▶ _PROBLEM REQUIREMENTS_
Read through the records below and copy each line that uses the word "Cleanup".

Saved data entries:
__________________________________________________
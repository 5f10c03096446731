//! Core logging bootstrap and safety policy.
//!
//! # Responsibility
//! - Initialize file-based rolling logs exactly once per process.
//! - Capture panics as sanitized log events.
//!
//! # Invariants
//! - Logging init is idempotent for the same level and directory.
//! - Logging initialization must not panic.
//! - Log lines carry metadata only: ids, counts, modes. Note text and
//!   credentials are never logged.

use flexi_logger::{Cleanup, Criterion, FileSpec, Logger, LoggerHandle, Naming, WriteMode};
use log::{error, info};
use once_cell::sync::OnceCell;
use std::error::Error;
use std::fmt::{Display, Formatter};
use std::path::{Path, PathBuf};

const LOG_FILE_BASENAME: &str = "stickynote";
const MAX_LOG_FILE_SIZE_BYTES: u64 = 5 * 1024 * 1024;
const MAX_LOG_FILES: usize = 5;
const MAX_PANIC_PAYLOAD_CHARS: usize = 160;

static LOGGING_STATE: OnceCell<LoggingState> = OnceCell::new();
static PANIC_HOOK_INSTALLED: OnceCell<()> = OnceCell::new();

struct LoggingState {
    level: &'static str,
    log_dir: PathBuf,
    _logger: LoggerHandle,
}

/// Logging bootstrap errors.
#[derive(Debug, Clone, PartialEq, Eq)]
pub enum LoggingError {
    UnsupportedLevel(String),
    InvalidDirectory(String),
    /// A different level or directory is already active.
    Conflict { active: String, requested: String },
    Backend(String),
}

impl Display for LoggingError {
    fn fmt(&self, f: &mut Formatter<'_>) -> std::fmt::Result {
        match self {
            Self::UnsupportedLevel(value) => write!(
                f,
                "unsupported log level `{value}`; expected trace|debug|info|warn|error"
            ),
            Self::InvalidDirectory(message) => write!(f, "invalid log directory: {message}"),
            Self::Conflict { active, requested } => write!(
                f,
                "logging already initialized with `{active}`; refusing to switch to `{requested}`"
            ),
            Self::Backend(message) => write!(f, "failed to start logger: {message}"),
        }
    }
}

impl Error for LoggingError {}

/// Initializes core logging with level and directory.
///
/// # Errors
/// - `UnsupportedLevel` for levels outside `trace|debug|info|warn|error`.
/// - `InvalidDirectory` when `log_dir` is empty, relative, or cannot be
///   created.
/// - `Conflict` when logging is already active with another configuration.
pub fn init_logging(level: &str, log_dir: &str) -> Result<(), LoggingError> {
    let level = normalize_level(level)?;
    let log_dir = normalize_log_dir(log_dir)?;

    let state = LOGGING_STATE.get_or_try_init(|| start_logger(level, &log_dir))?;
    ensure_same_config(state, level, &log_dir)
}

/// Returns `(level, log_dir)` when logging is active.
pub fn logging_status() -> Option<(&'static str, PathBuf)> {
    LOGGING_STATE
        .get()
        .map(|state| (state.level, state.log_dir.clone()))
}

/// Returns `debug` for debug builds and `info` for release builds.
pub fn default_log_level() -> &'static str {
    if cfg!(debug_assertions) {
        "debug"
    } else {
        "info"
    }
}

fn start_logger(level: &'static str, log_dir: &Path) -> Result<LoggingState, LoggingError> {
    std::fs::create_dir_all(log_dir).map_err(|err| {
        LoggingError::InvalidDirectory(format!("cannot create `{}`: {err}", log_dir.display()))
    })?;

    let logger = Logger::try_with_str(level)
        .map_err(|err| LoggingError::Backend(err.to_string()))?
        .log_to_file(
            FileSpec::default()
                .directory(log_dir)
                .basename(LOG_FILE_BASENAME),
        )
        .rotate(
            Criterion::Size(MAX_LOG_FILE_SIZE_BYTES),
            Naming::Numbers,
            Cleanup::KeepLogFiles(MAX_LOG_FILES),
        )
        .write_mode(WriteMode::BufferAndFlush)
        .append()
        .format_for_files(flexi_logger::detailed_format)
        .start()
        .map_err(|err| LoggingError::Backend(err.to_string()))?;

    install_panic_hook_once();

    info!(
        "event=app_start module=core status=ok platform={} version={}",
        std::env::consts::OS,
        env!("CARGO_PKG_VERSION")
    );
    info!(
        "event=logging_init module=core status=ok level={} log_dir={}",
        level,
        log_dir.display()
    );

    Ok(LoggingState {
        level,
        log_dir: log_dir.to_path_buf(),
        _logger: logger,
    })
}

fn ensure_same_config(
    state: &LoggingState,
    level: &'static str,
    log_dir: &Path,
) -> Result<(), LoggingError> {
    if state.log_dir != log_dir {
        return Err(LoggingError::Conflict {
            active: state.log_dir.display().to_string(),
            requested: log_dir.display().to_string(),
        });
    }
    if state.level != level {
        return Err(LoggingError::Conflict {
            active: state.level.to_string(),
            requested: level.to_string(),
        });
    }
    Ok(())
}

fn normalize_level(level: &str) -> Result<&'static str, LoggingError> {
    match level.trim().to_ascii_lowercase().as_str() {
        "trace" => Ok("trace"),
        "debug" => Ok("debug"),
        "info" => Ok("info"),
        "warn" | "warning" => Ok("warn"),
        "error" => Ok("error"),
        other => Err(LoggingError::UnsupportedLevel(other.to_string())),
    }
}

fn normalize_log_dir(log_dir: &str) -> Result<PathBuf, LoggingError> {
    let trimmed = log_dir.trim();
    if trimmed.is_empty() {
        return Err(LoggingError::InvalidDirectory(
            "log_dir cannot be empty".to_string(),
        ));
    }
    let path = Path::new(trimmed);
    if !path.is_absolute() {
        return Err(LoggingError::InvalidDirectory(format!(
            "log_dir must be an absolute path, got `{trimmed}`"
        )));
    }
    Ok(path.to_path_buf())
}

fn install_panic_hook_once() {
    if PANIC_HOOK_INSTALLED.set(()).is_err() {
        return;
    }

    let previous_hook = std::panic::take_hook();
    std::panic::set_hook(Box::new(move |panic_info| {
        // Panic payloads may echo note text; cap and flatten before logging.
        let location = panic_info
            .location()
            .map(|loc| format!("{}:{}", loc.file(), loc.line()))
            .unwrap_or_else(|| "unknown".to_string());
        error!(
            "event=panic_captured module=core status=error location={} payload={}",
            location,
            panic_payload_summary(panic_info)
        );
        previous_hook(panic_info);
    }));
}

fn panic_payload_summary(info: &std::panic::PanicHookInfo<'_>) -> String {
    let payload = if let Some(message) = info.payload().downcast_ref::<&str>() {
        (*message).to_string()
    } else if let Some(message) = info.payload().downcast_ref::<String>() {
        message.clone()
    } else {
        "non-string panic payload".to_string()
    };

    sanitize_message(&payload, MAX_PANIC_PAYLOAD_CHARS)
}

fn sanitize_message(value: &str, max_chars: usize) -> String {
    let normalized = value.replace(['\n', '\r'], " ");
    let mut truncated = normalized.chars().take(max_chars).collect::<String>();
    if normalized.chars().count() > max_chars {
        truncated.push_str("...");
    }
    truncated
}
__________________________________________________
▶ _RESPONSE TO THE TASK_
use flexi_logger::{Cleanup, Criterion, FileSpec, Logger, LoggerHandle, Naming, WriteMode};
            Cleanup::KeepLogFiles(MAX_LOG_FILES),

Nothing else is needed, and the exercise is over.